Since vitamin B12 plays an important role in immune system regulation, its deficiency may negate the potential protective effects, if any, from COVID‐19 and its associated mortality. Specifically, cellular immunity, especially related to CD8+cells and the natural killer cells, may be impaired in patients with vitamin B12 deficiency.
These cytotoxic lymphocytes (CD8+ T cells and natural killer cells) are important to contain viral infection and they have been observed to decrease significantly during the early stage of COVID‐19, which suggests that exhaustion of these cytotoxic lymphocytes facilitates infection from COVID‐19.Third, the risk of lactic acidosis from metformin treatment cannot be ignored. Though the incidence of lactic acidosis in metformin users appears to be very low, lactic acidosis related to metformin remains a concern because of the high case‐fatality rate.
Predisposing factors to lactic acidosis with metformin include any conditions with hypoperfusion or hypoxemia, such as acute or renal impairment, acute heart failure, acute pulmonary decompensation, and sepsis.

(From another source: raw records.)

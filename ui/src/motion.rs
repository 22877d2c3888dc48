// ui/src/motion.rs
//
// Declarative entrance transitions: each variant is a pair of inline-style
// keyframes keyed by `MotionState`, applied through a plain CSS transition.
// `Reveal` flips state when the element first scrolls into view, `Entrance`
// flips it right after mount.
use gloo_timers::callback::Timeout;
use leptos::html;
use leptos::prelude::ClassAttribute;
use leptos::prelude::ElementChild;
use leptos::prelude::NodeRef;
use leptos::prelude::NodeRefAttribute;
use leptos::prelude::StyleAttribute;
use leptos::prelude::{Children, Effect, Get, RwSignal, Set};
use leptos::{IntoView, component, view};
use leptos_use::use_intersection_observer;

#[derive(Clone, Copy, PartialEq, Eq, Debug)]
pub enum MotionState {
    Hidden,
    Visible,
}

#[derive(Clone, Copy, PartialEq, Eq, Debug, Default)]
pub enum RevealVariant {
    Fade,
    #[default]
    FadeUp,
    FadeDown,
    FadeLeft,
    FadeRight,
    Scale,
}

impl RevealVariant {
    pub fn style(self, state: MotionState) -> &'static str {
        match state {
            MotionState::Visible => "opacity: 1; transform: none",
            MotionState::Hidden => match self {
                RevealVariant::Fade => "opacity: 0",
                RevealVariant::FadeUp => "opacity: 0; transform: translateY(30px)",
                RevealVariant::FadeDown => "opacity: 0; transform: translateY(-30px)",
                RevealVariant::FadeLeft => "opacity: 0; transform: translateX(-30px)",
                RevealVariant::FadeRight => "opacity: 0; transform: translateX(30px)",
                RevealVariant::Scale => "opacity: 0; transform: scale(0.8)",
            },
        }
    }
}

pub fn transition_css(duration_ms: u32, delay_ms: u32) -> String {
    format!(
        "transition: opacity {duration_ms}ms cubic-bezier(0.25, 0.1, 0.25, 1) {delay_ms}ms, \
         transform {duration_ms}ms cubic-bezier(0.25, 0.1, 0.25, 1) {delay_ms}ms; "
    )
}

/// Plays its entrance transition when the wrapper first scrolls into view.
/// With `once` (the default) the transition never replays on re-entry.
#[component]
pub fn Reveal(
    #[prop(optional)] variant: RevealVariant,
    #[prop(default = 600)] duration_ms: u32,
    #[prop(default = 0)] delay_ms: u32,
    #[prop(default = true)] once: bool,
    #[prop(optional, into)] class: String,
    children: Children,
) -> impl IntoView {
    let target: NodeRef<html::Div> = NodeRef::new();
    let visible = RwSignal::new(false);

    use_intersection_observer(target, move |entries: Vec<web_sys::IntersectionObserverEntry>, _| {
        if entries.iter().any(|e| e.is_intersecting()) {
            visible.set(true);
        } else if !once {
            visible.set(false);
        }
    });

    let style = move || {
        let state = if visible.get() { MotionState::Visible } else { MotionState::Hidden };
        format!("{}{}", transition_css(duration_ms, delay_ms), variant.style(state))
    };

    view! {
        <div node_ref=target class=class style=style>
            {children()}
        </div>
    }
}

/// Plays its entrance transition once, right after mount. One timer tick of
/// deferral so the browser paints the hidden state first.
#[component]
pub fn Entrance(
    #[prop(optional)] variant: RevealVariant,
    #[prop(default = 600)] duration_ms: u32,
    #[prop(default = 0)] delay_ms: u32,
    #[prop(optional, into)] class: String,
    children: Children,
) -> impl IntoView {
    let visible = RwSignal::new(false);

    Effect::new(move |_| {
        Timeout::new(30, move || visible.set(true)).forget();
    });

    let style = move || {
        let state = if visible.get() { MotionState::Visible } else { MotionState::Hidden };
        format!("{}{}", transition_css(duration_ms, delay_ms), variant.style(state))
    };

    view! {
        <div class=class style=style>
            {children()}
        </div>
    }
}

#[cfg(test)]
mod tests {
    use super::{MotionState, RevealVariant, transition_css};

    #[test]
    fn visible_state_is_shared_across_variants() {
        let variants = [
            RevealVariant::Fade,
            RevealVariant::FadeUp,
            RevealVariant::FadeDown,
            RevealVariant::FadeLeft,
            RevealVariant::FadeRight,
            RevealVariant::Scale,
        ];
        for v in variants {
            assert_eq!(v.style(MotionState::Visible), "opacity: 1; transform: none");
        }
    }

    #[test]
    fn hidden_states_are_distinct_per_variant() {
        let variants = [
            RevealVariant::Fade,
            RevealVariant::FadeUp,
            RevealVariant::FadeDown,
            RevealVariant::FadeLeft,
            RevealVariant::FadeRight,
            RevealVariant::Scale,
        ];
        for (i, a) in variants.iter().enumerate() {
            assert!(a.style(MotionState::Hidden).starts_with("opacity: 0"));
            for b in &variants[i + 1..] {
                assert_ne!(a.style(MotionState::Hidden), b.style(MotionState::Hidden));
            }
        }
    }

    #[test]
    fn transition_css_carries_duration_and_delay() {
        let css = transition_css(600, 150);
        assert!(css.contains("opacity 600ms"));
        assert!(css.contains("transform 600ms"));
        assert!(css.contains("150ms"));
    }

    #[test]
    fn default_variant_slides_up() {
        assert_eq!(RevealVariant::default(), RevealVariant::FadeUp);
    }
}
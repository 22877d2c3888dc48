pub mod about;
pub mod contact;
pub mod home;
pub mod projects;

These conditions can be very common among hospitalized patients with COVID‐19 where metformin should be avoided in most hospitalized COVID‐19 patients than not. Patients with COVID‐19 may have already elevated lactate levels.In conclusion, while evidence may not be sufficient to suggest the efficacy of metformin in COVID‐19, the well‐established harms should be cautioned. Metformin‐treated patients should undergo routine B12 monitoring, especially in patients with poor dietary intake or absorption who may be at higher risk in vitamin B12 deficiency. This may be especially important amid COVID‐19 pandemic to avoid disruption in immunity to combat severe acute respiratory syndrome coronavirus 2, the causative agent of COVID‐19. Besides, the possible risk of lactic acidosis in hospitalized patients with COVID‐19 receiving metformin should be recognized and acted upon preemptively.